There is considerable doubt that the two broad ditches, now mainly dry, which occur around the palace site are in fact moats. The difference in height on the outer ditch between TL 2663 3611 and TL 2651 3604 is about 5.0m, therefore it cannot have held standing water. In places it is only about 6.0m wide and 0.8m deep; hardly a protection or a defence.
The inner ditch forming two sides of a square which was once an ornamental garden, may well have been associated with the garden. It is circa 8.0m wide and up to 1.8m deep.
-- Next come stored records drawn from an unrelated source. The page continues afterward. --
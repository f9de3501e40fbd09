//! Image reference classification
//!
//! Turns the raw text of an `src` attribute into a `MediaReference`.

use std::fmt;
use std::path::{Path, PathBuf};
use std::sync::LazyLock;

use regex::Regex;
use url::Url;

use super::ResolutionFailure;

/// `/C:/...` as left over from `file:///C:/...`
static LEADING_SLASH_DRIVE: LazyLock<Regex> =
    LazyLock::new(|| Regex::new(r"^/[A-Za-z]:[\\/]").unwrap());

/// Bare Windows path, not a URL scheme.
static DRIVE_PATH: LazyLock<Regex> = LazyLock::new(|| Regex::new(r"^[A-Za-z]:[\\/]").unwrap());

static URL_SCHEME: LazyLock<Regex> =
    LazyLock::new(|| Regex::new(r"^([A-Za-z][A-Za-z0-9+.-]*):").unwrap());

/// Where an image's bytes come from.
#[derive(Debug, Clone, PartialEq, Eq)]
pub enum MediaReference {
    Local(PathBuf),
    Remote(Url),
    /// A complete `data:` URI.
    DataInline(String),
}

impl MediaReference {
    /// Classify a raw `src` value.
    pub fn parse(raw: &str) -> Result<Self, ResolutionFailure> {
        let raw = raw.trim();
        if raw.is_empty() {
            return Err(ResolutionFailure::IoError {
                path: String::new(),
                message: "empty image source".to_string(),
            });
        }

        if raw.starts_with("//") {
            return parse_remote(&format!("https:{}", raw));
        }
        if DRIVE_PATH.is_match(raw) {
            return Ok(MediaReference::Local(PathBuf::from(raw)));
        }

        let Some(caps) = URL_SCHEME.captures(raw) else {
            return Ok(MediaReference::Local(PathBuf::from(raw)));
        };
        match caps[1].to_ascii_lowercase().as_str() {
            "data" => Ok(MediaReference::DataInline(raw.to_string())),
            "file" => Ok(MediaReference::Local(file_url_to_path(raw))),
            "http" | "https" => parse_remote(raw),
            other => Err(ResolutionFailure::NetworkError {
                url: raw.to_string(),
                message: format!("unsupported scheme: {}", other),
            }),
        }
    }
}

impl fmt::Display for MediaReference {
    fn fmt(&self, f: &mut fmt::Formatter<'_>) -> fmt::Result {
        match self {
            MediaReference::Local(path) => write!(f, "{}", path.display()),
            MediaReference::Remote(url) => write!(f, "{}", url),
            MediaReference::DataInline(uri) => write!(f, "{}", abbreviate(uri, 48)),
        }
    }
}

fn parse_remote(raw: &str) -> Result<MediaReference, ResolutionFailure> {
    Url::parse(raw)
        .map(MediaReference::Remote)
        .map_err(|e| ResolutionFailure::NetworkError {
            url: raw.to_string(),
            message: format!("invalid URL: {}", e),
        })
}

/// Convert a `file:` URL into a filesystem path.
///
/// Handles `file:///abs`, `file://localhost/abs`, `file:/abs`, Windows drive
/// URLs (`file:///C:/x`) and percent-encoding.
pub fn file_url_to_path(raw: &str) -> PathBuf {
    let rest = &raw["file:".len()..];
    let rest = rest.strip_prefix("//").unwrap_or(rest);
    let rest = match rest.get(..10) {
        Some(host) if host.eq_ignore_ascii_case("localhost/") => &rest[9..],
        _ => rest,
    };
    let decoded = urlencoding::decode(rest)
        .map(|s| s.into_owned())
        .unwrap_or_else(|_| rest.to_string());
    let path = if LEADING_SLASH_DRIVE.is_match(&decoded) {
        decoded[1..].to_string()
    } else {
        decoded
    };
    PathBuf::from(path)
}

/// Read a local image file.
pub fn read_local(path: &Path) -> Result<Vec<u8>, ResolutionFailure> {
    std::fs::read(path).map_err(|e| ResolutionFailure::IoError {
        path: path.display().to_string(),
        message: e.to_string(),
    })
}

/// Shorten long sources (usually data URIs) for messages.
pub fn abbreviate(src: &str, max_chars: usize) -> String {
    if src.chars().count() <= max_chars {
        return src.to_string();
    }
    let head: String = src.chars().take(max_chars).collect();
    format!("{}...", head)
}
From the N extremity of the E arm (at TL 2661 3608) the ground slopes down to the church and it is impossible that a wet moat around the 'palace' could have existed.
Published survey (25") revised. (5)
"Pentagonal ditched enclosure round a square moat immediately south of the parish church... To the west is a triangular ditched area which, with a larger rectangular one to the east, makes the whole complex a 'double square'. John de Thornebury had licence to crenellate two houses at Bygrave in 1386."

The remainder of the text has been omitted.